De Eurovisión a Frikivisión
 
Y lo consiguió; vaya si lo consiguió. El momento clave llegó en 1997, con la introducción del televoto como sistema para elegir a la canción ganadora: pues ya se sabe que, desde que les das a las masas democráticas el poder, todo es posible. El jurado tradicional era una cosa carca, casposa y completamente demodé. Que vote el pueblo europeo desde sus casas, mientras el ketchup de la hamburguesa le chorretea sobre el sofá. Y, en efecto, el pueblo votó. En 1998 ganó el transexual israelí Dana Internacional gracias al televoto y gracias a la transexualidad (la canción fue lo de menos). Y, desde entonces, los países de Europa Occidental, haciéndose cargo del pampaneo, acompasándose al nuevo espíritu de los tiempos, comprendieron que había que cambiar el chip. Ya no resultaba necesario andar con enfadosos tapujos: al mismo tiempo que Damien Hirst era encumbrado al estrellato del arte contemporáneo con su vaca hecha rodajas, y obedeciendo a la misma lógica, Eurovisión se convertia en Frikivisión, dando origen al país virtual de Frikilandia. Y, claro, lo lógico y normal es que a Frikilandia se manden frikis. En 2006, Finlandia envió al friki-grupo heavy Lordi, con sus espantosas máscaras de demonio, y ganó. Este año, Irlanda manda a la versión celta de la Gallina Caponata (corre el bulo de que pondrá un enorme huevo verde sobre el escenario, y que de él saldrá un homúnculo fabricado en secreto por los raelianos en colaboración con el biotaumaturgo Craig Venter. El homúnculo eructará y se marcará un rap).
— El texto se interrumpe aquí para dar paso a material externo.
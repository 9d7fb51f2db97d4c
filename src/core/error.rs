//! Error types for implied move computation

use thiserror::Error;

#[derive(Error, Debug)]
pub enum MoveError {
    #[error("Invalid option type: {0:?} (expected \"call\" or \"put\")")]
    InvalidOptionType(String),

    #[error("Solver did not converge after {iterations} iterations (last vol {last_vol})")]
    NotConverged { iterations: usize, last_vol: f64 },

    #[error("Solver diverged to a non-finite value at iteration {iteration}")]
    Diverged { iteration: usize },

    #[error("Solver matched the price at non-positive vol {vol} (iteration {iteration})")]
    NonPositiveVolatility { vol: f64, iteration: usize },

    #[error("Division hazard: {0}")]
    DivisionHazard(String),

    #[error("Data unavailable: {0}")]
    DataUnavailable(String),

    #[error("Invalid input: {0}")]
    InvalidInput(String),

    #[error("Network error: {0}")]
    Network(String),

    #[error("IO error: {0}")]
    IO(#[from] std::io::Error),
}

pub type MoveResult<T> = Result<T, MoveError>;

impl MoveError {
    pub fn invalid_option_type(tag: impl Into<String>) -> Self {
        Self::InvalidOptionType(tag.into())
    }

    pub fn division_hazard(msg: impl Into<String>) -> Self {
        Self::DivisionHazard(msg.into())
    }

    pub fn data_unavailable(msg: impl Into<String>) -> Self {
        Self::DataUnavailable(msg.into())
    }

    pub fn invalid_input(msg: impl Into<String>) -> Self {
        Self::InvalidInput(msg.into())
    }

    pub fn network(msg: impl Into<String>) -> Self {
        Self::Network(msg.into())
    }

    /// True when the solver ran out of iterations, left the finite domain or
    /// only matched the price at σ ≤ 0
    pub fn is_non_convergence(&self) -> bool {
        matches!(
            self,
            Self::NotConverged { .. } | Self::Diverged { .. } | Self::NonPositiveVolatility { .. }
        )
    }

    /// True when the market data adapter could not deliver what was asked for
    pub fn is_data_unavailable(&self) -> bool {
        matches!(self, Self::DataUnavailable(_) | Self::Network(_))
    }
}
Y la España -¿Expaña, como dice algún malasombra por ahí?- de ZP, nuestro gran presidente friki, no podía quedarse atrás: ya se sabe que, al menos en cuanto a cultura y avances democráticos, somos la rehostia y estamos a la vanguardia del mundo mundial. Llegada la hora de rendir un servicio crucial a la patria, sólo los valientes se atreven a dar un paso al frente. Es lo que, desde los proto-paisos catalans, ha hecho nuestro gran Andreu Buenafuente: enviar, como campeón de la Nación Española, al valeroso caballero Rodolfo de Chikilicuatre. Al bueno de Andreu le deberemos que, en Frikivisión 2008, por lo menos a frikis no nos pueda ganar nadie.
 
Postdata: los países bárbaros del Este –Turquía, Ucrania etc.-, aún insuficientemente instruidos en el nihilismo friki, mandan a Eurovisión a turgentes Xenas que, apoyadas en potentes coreografías, cantan un pop mezclado con ritmos zíngaros, orientales y balcánicos y encantan al personal. El paradigma es la ucraniana Ruslana, ganadora de 2004 con sus Wild Dances. El futuro pertenece a los bárbaros, sus gargantas bravas y sus genes vigorosos. Y por cierto: como lo cortés no quita lo valiente, reconozcamos que, en cuanto que producto de márketing, el chiki chiki es una genialidad. Yo mismo me sorprendo tarareándolo a todas horas por los pasillos de mi casa. Y hasta hago –sí, sí-, junto con mi mujer, lo del maikeljackson y el robocop. Pero es que tenemos un bebé de siete meses y de alguna manera hay que entretenerlo.